The word "ExitCode" occurs in some of the lines below; copy each of those lines.
▽
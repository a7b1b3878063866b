use anyhow::Result;
use clap::Parser;
use serde::Serialize;
use skill_audit::audit::{write_json, AuditOptions, Auditor};
use skill_audit::cli::{AuditArgs, Command, CorpusArgs, DedupeArgs, RootArgs, ScoreArgs};
use skill_audit::config::{config_stub, resolve_config};
use skill_audit::error::{PreconditionError, PRECONDITION_EXIT_CODE};
use skill_audit::util::now_epoch_ms;
use std::process::ExitCode;
use tracing_subscriber::EnvFilter;

fn main() -> ExitCode {
    init_tracing();
    let args = RootArgs::parse();

    let result = match args.command {
        Command::Audit(args) => run_audit(args),
        Command::Score(args) => run_score(args),
        Command::Dedupe(args) => run_dedupe(args),
        Command::Config => run_config(),
    };

    match result {
        Ok(()) => ExitCode::SUCCESS,
        Err(err) => {
            eprintln!("error: {err:#}");
            if err.downcast_ref::<PreconditionError>().is_some() {
                ExitCode::from(PRECONDITION_EXIT_CODE)
            } else {
                ExitCode::FAILURE
            }
        }
    }
}

fn init_tracing() {
    let filter = EnvFilter::try_from_default_env().unwrap_or_else(|_| EnvFilter::new("warn"));
    let _ = tracing_subscriber::fmt()
        .with_env_filter(filter)
        .with_writer(std::io::stderr)
        .try_init();
}

fn auditor_for(args: &CorpusArgs) -> Result<Auditor> {
    let mut config = resolve_config(args.config.as_deref())?;
    if let Some(expect) = args.expect {
        config.expected_documents = Some(expect);
    }
    Auditor::new(config)
}

fn run_audit(args: AuditArgs) -> Result<()> {
    let auditor = auditor_for(&args.corpus)?;
    let run = auditor.run(
        &args.corpus.root,
        AuditOptions {
            dry_run: args.dry_run,
        },
    )?;
    print_json(&run.summary)
}

fn run_score(args: ScoreArgs) -> Result<()> {
    let auditor = auditor_for(&args.corpus)?;
    let corpus = auditor.load_corpus(&args.corpus.root)?;
    print_json(&auditor.score(corpus.texts()))
}

fn run_dedupe(args: DedupeArgs) -> Result<()> {
    let auditor = auditor_for(&args.corpus)?;
    let root = &args.corpus.root;
    let corpus = auditor.load_corpus(root)?;
    let plan = auditor.redundancy_plan(root, &corpus.documents, now_epoch_ms()?);
    match args.out {
        Some(path) => write_json(&path, &plan),
        None => print_json(&plan),
    }
}

fn run_config() -> Result<()> {
    println!("{}", config_stub()?);
    Ok(())
}

fn print_json<T: Serialize>(value: &T) -> Result<()> {
    println!("{}", serde_json::to_string_pretty(value)?);
    Ok(())
}
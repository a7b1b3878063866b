//! Corpus-wide aggregation of compliance vectors.
use crate::rubric::{ComplianceVector, Criterion};
use crate::synth::Upgrade;
use serde::Serialize;
use std::collections::BTreeMap;

/// Per-criterion pass counts and coverage for one evaluation pass.
#[derive(Debug, Clone, PartialEq, Serialize)]
pub struct AggregateScorecard {
    pub count: usize,
    pub passed: BTreeMap<Criterion, usize>,
    pub coverage: BTreeMap<Criterion, f64>,
    pub composite: f64,
}

impl AggregateScorecard {
    pub fn coverage_of(&self, criterion: Criterion) -> f64 {
        self.coverage.get(&criterion).copied().unwrap_or(0.0)
    }
}

/// Reduce per-document vectors into a scorecard. Empty input scores zero.
pub fn aggregate<'a, I>(vectors: I) -> AggregateScorecard
where
    I: IntoIterator<Item = &'a ComplianceVector>,
{
    let mut passed: BTreeMap<Criterion, usize> =
        Criterion::ALL.iter().map(|criterion| (*criterion, 0)).collect();
    let mut count = 0usize;
    for vector in vectors {
        count += 1;
        for (criterion, ok) in vector.iter() {
            if ok {
                *passed.entry(criterion).or_insert(0) += 1;
            }
        }
    }

    let coverage = passed
        .iter()
        .map(|(criterion, n)| (*criterion, ratio(*n, count)))
        .collect();
    let total_passed: usize = passed.values().sum();
    let composite = ratio(total_passed, count * Criterion::ALL.len());

    AggregateScorecard {
        count,
        passed,
        coverage,
        composite,
    }
}

fn ratio(numerator: usize, denominator: usize) -> f64 {
    if denominator == 0 {
        return 0.0;
    }
    numerator as f64 / denominator as f64
}

/// Post-edit minus baseline.
#[derive(Debug, Clone, PartialEq, Serialize)]
pub struct ScorecardDelta {
    pub composite: f64,
    pub coverage: BTreeMap<Criterion, f64>,
}

impl ScorecardDelta {
    pub fn between(baseline: &AggregateScorecard, post_edit: &AggregateScorecard) -> Self {
        Self {
            composite: post_edit.composite - baseline.composite,
            coverage: Criterion::ALL
                .iter()
                .map(|criterion| {
                    (
                        *criterion,
                        post_edit.coverage_of(*criterion) - baseline.coverage_of(*criterion),
                    )
                })
                .collect(),
        }
    }
}

/// Tally of rewritten files and synthesized sections.
#[derive(Debug, Clone, Default, PartialEq, Eq, Serialize)]
pub struct EditSummary {
    pub files_modified: usize,
    pub sections_added: BTreeMap<String, usize>,
}

impl EditSummary {
    pub fn record(&mut self, upgrade: &Upgrade) {
        if !upgrade.changed() {
            return;
        }
        self.files_modified += 1;
        for kind in &upgrade.added {
            *self
                .sections_added
                .entry(kind.counter_key().to_string())
                .or_insert(0) += 1;
        }
    }

    pub fn added(&self, counter_key: &str) -> usize {
        self.sections_added.get(counter_key).copied().unwrap_or(0)
    }
}

#[derive(Debug, Clone, Serialize)]
pub struct ScorecardScope {
    pub root: String,
    pub scan_path: String,
    pub files: usize,
}

/// The persisted before/after scorecard artifact.
#[derive(Debug, Clone, Serialize)]
pub struct Scorecard {
    pub generated_at_epoch_ms: u128,
    pub scope: ScorecardScope,
    pub rubric: BTreeMap<Criterion, String>,
    pub baseline: AggregateScorecard,
    pub post_edit: AggregateScorecard,
    pub delta: ScorecardDelta,
    pub edits: EditSummary,
}

impl Scorecard {
    pub fn new(
        generated_at_epoch_ms: u128,
        scope: ScorecardScope,
        baseline: AggregateScorecard,
        post_edit: AggregateScorecard,
        edits: EditSummary,
    ) -> Self {
        let delta = ScorecardDelta::between(&baseline, &post_edit);
        Self {
            generated_at_epoch_ms,
            scope,
            rubric: Criterion::definitions()
                .into_iter()
                .map(|(criterion, text)| (criterion, text.to_string()))
                .collect(),
            baseline,
            post_edit,
            delta,
            edits,
        }
    }
}
//! Content fingerprints that ignore per-instance identifiers.
use crate::util::sha256_hex;
use anyhow::{Context, Result};
use regex::Regex;

const NAME_PLACEHOLDER: &str = "name: <normalized>";
const INSTANCE_PLACEHOLDER: &str = "uXXXX-";

pub struct Fingerprinter {
    name_line: Regex,
    instance_token: Regex,
    whitespace: Regex,
}

impl Fingerprinter {
    pub fn new() -> Result<Self> {
        Ok(Self {
            name_line: Regex::new(r"(?m)^name:\s*.+$").context("compile name rule")?,
            instance_token: Regex::new(r"\bu\d{4}[-_]").context("compile instance rule")?,
            whitespace: Regex::new(r"\s+").context("compile whitespace rule")?,
        })
    }

    /// Replace `name:` lines and `uNNNN-` tokens with placeholders, then
    /// collapse whitespace.
    pub fn normalize(&self, text: &str) -> String {
        let text = self.name_line.replace_all(text, NAME_PLACEHOLDER);
        let text = self.instance_token.replace_all(&text, INSTANCE_PLACEHOLDER);
        self.whitespace.replace_all(text.trim(), " ").into_owned()
    }

    /// SHA-256 hex digest of the normalized text.
    pub fn fingerprint(&self, text: &str) -> String {
        sha256_hex(self.normalize(text).as_bytes())
    }
}

#[cfg(test)]
mod tests {
    use super::*;

    fn fingerprinter() -> Fingerprinter {
        Fingerprinter::new().expect("compile fingerprinter")
    }

    #[test]
    fn normalize_replaces_name_lines_and_instance_tokens() {
        let text = "---\nname: u0042-log-triage\ndescription: see u1234_helper and u99-x\n---\n\n# Title\n";
        assert_eq!(
            fingerprinter().normalize(text),
            "--- name: <normalized> description: see uXXXX-helper and u99-x --- # Title"
        );
    }

    #[test]
    fn indented_name_is_not_a_name_line() {
        let normalized = fingerprinter().normalize("  name: keep me");
        assert_eq!(normalized, "name: keep me");
        let normalized = fingerprinter().normalize("xname: keep me");
        assert_eq!(normalized, "xname: keep me");
    }

    #[test]
    fn instance_token_needs_word_boundary() {
        assert_eq!(fingerprinter().normalize("au1234-x"), "au1234-x");
        assert_eq!(fingerprinter().normalize("(u1234-x)"), "(uXXXX-x)");
    }

    #[test]
    fn fingerprint_ignores_identifiers_and_whitespace() {
        let fp = fingerprinter();
        let a = "---\nname: alpha\n---\n# Skill u0001-core\n\nBody   text\n";
        let b = "---\nname: beta\n---\n# Skill u0002_core\nBody text";
        assert_eq!(fp.fingerprint(a), fp.fingerprint(b));
        assert_eq!(fp.fingerprint(a).len(), 64);
    }

    #[test]
    fn fingerprint_detects_content_changes() {
        let fp = fingerprinter();
        assert_ne!(
            fp.fingerprint("name: a\nBody one"),
            fp.fingerprint("name: a\nBody two")
        );
    }
}
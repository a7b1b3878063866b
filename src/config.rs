//! Audit configuration.
//!
//! Section headings, profile labels and rubric markers are plain data loaded
//! once and handed to each component at construction, so two runs with
//! different rubric versions never share state.
use crate::synth::SectionKind;
use anyhow::{anyhow, Context, Result};
use serde::{Deserialize, Serialize};
use std::collections::BTreeSet;
use std::fs;
use std::path::{Component, Path};

/// Current schema version for audit config files.
pub const CONFIG_SCHEMA_VERSION: u32 = 1;

const DEFAULT_EXPECTED_DOCUMENTS: usize = 10_000;

fn default_schema_version() -> u32 {
    CONFIG_SCHEMA_VERSION
}

fn default_expected_documents() -> Option<usize> {
    Some(DEFAULT_EXPECTED_DOCUMENTS)
}

fn default_profile_labels() -> Vec<String> {
    [
        "baseline-delivery",
        "speed-optimized",
        "risk-and-compliance-first",
        "cost-and-throughput-optimized",
        "incident-and-escalation-mode",
    ]
    .iter()
    .map(|label| label.to_string())
    .collect()
}

/// Root config for an audit run.
#[derive(Debug, Deserialize, Serialize, Clone)]
#[serde(deny_unknown_fields)]
pub struct AuditConfig {
    #[serde(default = "default_schema_version")]
    pub schema_version: u32,
    #[serde(default)]
    pub paths: AuditPaths,
    /// `None` disables the corpus size precondition.
    #[serde(default = "default_expected_documents")]
    pub expected_documents: Option<usize>,
    #[serde(default)]
    pub headings: SectionHeadings,
    #[serde(default = "default_profile_labels")]
    pub profile_labels: Vec<String>,
    #[serde(default)]
    pub markers: RubricMarkers,
    #[serde(default)]
    pub report: ReportSettings,
}

impl Default for AuditConfig {
    fn default() -> Self {
        Self {
            schema_version: CONFIG_SCHEMA_VERSION,
            paths: AuditPaths::default(),
            expected_documents: default_expected_documents(),
            headings: SectionHeadings::default(),
            profile_labels: default_profile_labels(),
            markers: RubricMarkers::default(),
            report: ReportSettings::default(),
        }
    }
}

/// Root-relative locations of the corpus and the produced artifacts.
#[derive(Debug, Deserialize, Serialize, Clone)]
#[serde(default, deny_unknown_fields)]
pub struct AuditPaths {
    pub shards_root: String,
    pub top_downloads_feed: String,
    pub rubric_report: String,
    pub scorecard: String,
    pub redundancy_plan: String,
}

impl Default for AuditPaths {
    fn default() -> Self {
        Self {
            shards_root: "skills/generated/shards".to_string(),
            top_downloads_feed: "reports/clawhub-top-downloads.json".to_string(),
            rubric_report: "reports/clawhub-benchmark-rubric.md".to_string(),
            scorecard: "skills/state/skills-utility-scorecard.json".to_string(),
            redundancy_plan: "skills/state/skills-redundancy-resolution-plan.json".to_string(),
        }
    }
}

/// Titles of the nine synthesized sections (rendered as `## <title>`).
#[derive(Debug, Deserialize, Serialize, Clone)]
#[serde(default, deny_unknown_fields)]
pub struct SectionHeadings {
    pub why: String,
    pub when: String,
    pub trigger_checklist: String,
    pub cadence: String,
    pub examples: String,
    pub anti_patterns: String,
    pub output_contract: String,
    pub validation_gates: String,
    pub handoff_contract: String,
}

impl Default for SectionHeadings {
    fn default() -> Self {
        Self {
            why: "Why This Skill Exists".to_string(),
            when: "When To Use".to_string(),
            trigger_checklist: "Trigger Checklist".to_string(),
            cadence: "Operational Cadence (Day / Week / Month)".to_string(),
            examples: "Practical Usage Examples".to_string(),
            anti_patterns: "Anti-Patterns (Do Not Use)".to_string(),
            output_contract: "Output Contract".to_string(),
            validation_gates: "Validation Gates".to_string(),
            handoff_contract: "Handoff Contract".to_string(),
        }
    }
}

impl SectionHeadings {
    pub fn title(&self, kind: SectionKind) -> &str {
        match kind {
            SectionKind::Why => &self.why,
            SectionKind::When => &self.when,
            SectionKind::TriggerChecklist => &self.trigger_checklist,
            SectionKind::Cadence => &self.cadence,
            SectionKind::Examples => &self.examples,
            SectionKind::AntiPatterns => &self.anti_patterns,
            SectionKind::OutputContract => &self.output_contract,
            SectionKind::ValidationGates => &self.validation_gates,
            SectionKind::HandoffContract => &self.handoff_contract,
        }
    }

    /// The full level-2 heading line for a section.
    pub fn line(&self, kind: SectionKind) -> String {
        format!("## {}", self.title(kind))
    }
}

/// Literal markers the rubric looks for besides headings.
#[derive(Debug, Deserialize, Serialize, Clone)]
#[serde(default, deny_unknown_fields)]
pub struct RubricMarkers {
    pub min_why_words: usize,
    pub cadence_keywords: Vec<String>,
    pub expected_output: String,
    pub anti_pattern: String,
    /// Matched case-insensitively.
    pub determinism: String,
    /// Matched case-insensitively as a whole word.
    pub trigger_word: String,
}

impl Default for RubricMarkers {
    fn default() -> Self {
        Self {
            min_why_words: 12,
            cadence_keywords: vec![
                "Daily".to_string(),
                "Weekly".to_string(),
                "Monthly".to_string(),
            ],
            expected_output: "Expected output".to_string(),
            anti_pattern: "Do **not**".to_string(),
            determinism: "determin".to_string(),
            trigger_word: "trigger".to_string(),
        }
    }
}

/// Knobs for the rendered Markdown report.
#[derive(Debug, Deserialize, Serialize, Clone)]
#[serde(default, deny_unknown_fields)]
pub struct ReportSettings {
    pub top_n: usize,
    pub summary_max_chars: usize,
    pub feed_endpoint: String,
}

impl Default for ReportSettings {
    fn default() -> Self {
        Self {
            top_n: 15,
            summary_max_chars: 120,
            feed_endpoint: "https://wry-manatee-359.convex.site/api/v1/skills?sort=downloads&dir=desc&nonSuspiciousOnly=true&limit=50".to_string(),
        }
    }
}

/// Build the default config used when no config file is supplied.
pub fn default_config() -> AuditConfig {
    AuditConfig::default()
}

/// Render a pretty JSON config stub.
pub fn config_stub() -> Result<String> {
    serde_json::to_string_pretty(&default_config()).context("serialize config stub")
}

/// Load a config file from disk without validating it.
pub fn load_config(path: &Path) -> Result<AuditConfig> {
    let bytes = fs::read(path).with_context(|| format!("read config {}", path.display()))?;
    let config: AuditConfig =
        serde_json::from_slice(&bytes).context("parse audit config JSON")?;
    Ok(config)
}

/// Load `path` when given, otherwise the defaults, and validate the result.
pub fn resolve_config(path: Option<&Path>) -> Result<AuditConfig> {
    let config = match path {
        Some(path) => load_config(path)?,
        None => default_config(),
    };
    validate_config(&config)?;
    Ok(config)
}

pub fn validate_config(config: &AuditConfig) -> Result<()> {
    if config.schema_version != CONFIG_SCHEMA_VERSION {
        return Err(anyhow!(
            "unsupported audit config schema_version {}",
            config.schema_version
        ));
    }

    let paths = &config.paths;
    for (label, rel) in [
        ("paths.shards_root", &paths.shards_root),
        ("paths.top_downloads_feed", &paths.top_downloads_feed),
        ("paths.rubric_report", &paths.rubric_report),
        ("paths.scorecard", &paths.scorecard),
        ("paths.redundancy_plan", &paths.redundancy_plan),
    ] {
        validate_relative_path(rel, label)?;
    }

    let mut seen = BTreeSet::new();
    for kind in SectionKind::ALL {
        let title = config.headings.title(kind).trim();
        if title.is_empty() {
            return Err(anyhow!("heading for {} must be non-empty", kind.key()));
        }
        if !seen.insert(title) {
            return Err(anyhow!("duplicate section heading {title:?}"));
        }
    }

    if config.profile_labels.is_empty() {
        return Err(anyhow!("profile_labels must list at least one label"));
    }
    if config
        .profile_labels
        .iter()
        .any(|label| label.trim().is_empty())
    {
        return Err(anyhow!("profile_labels entries must be non-empty"));
    }

    let markers = &config.markers;
    for (label, value) in [
        ("markers.expected_output", &markers.expected_output),
        ("markers.anti_pattern", &markers.anti_pattern),
        ("markers.determinism", &markers.determinism),
        ("markers.trigger_word", &markers.trigger_word),
    ] {
        if value.is_empty() {
            return Err(anyhow!("{label} must be non-empty"));
        }
    }
    Ok(())
}

fn validate_relative_path(rel: &str, label: &str) -> Result<()> {
    let path = Path::new(rel);
    if rel.trim().is_empty() {
        return Err(anyhow!("{label} must be non-empty"));
    }
    if path.is_absolute() || has_parent_components(path) {
        return Err(anyhow!(
            "{label} must be a relative path without '..' (got {rel:?})"
        ));
    }
    Ok(())
}

fn has_parent_components(path: &Path) -> bool {
    path.components()
        .any(|component| matches!(component, Component::ParentDir))
}

#[cfg(test)]
#[path = "config_tests.rs"]
mod tests;
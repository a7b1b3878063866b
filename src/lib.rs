//! Audit, upgrade and deduplicate generated skill documents.
pub mod audit;
pub mod cli;
pub mod cluster;
pub mod config;
pub mod corpus;
pub mod error;
pub mod extract;
pub mod feed;
pub mod fingerprint;
pub mod report;
pub mod rubric;
pub mod scorecard;
pub mod synth;
pub mod util;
△
» RESPONSE BELOW:
use std::process::ExitCode;
fn main() -> ExitCode {
        Ok(()) => ExitCode::SUCCESS,
                ExitCode::from(PRECONDITION_EXIT_CODE)
                ExitCode::FAILURE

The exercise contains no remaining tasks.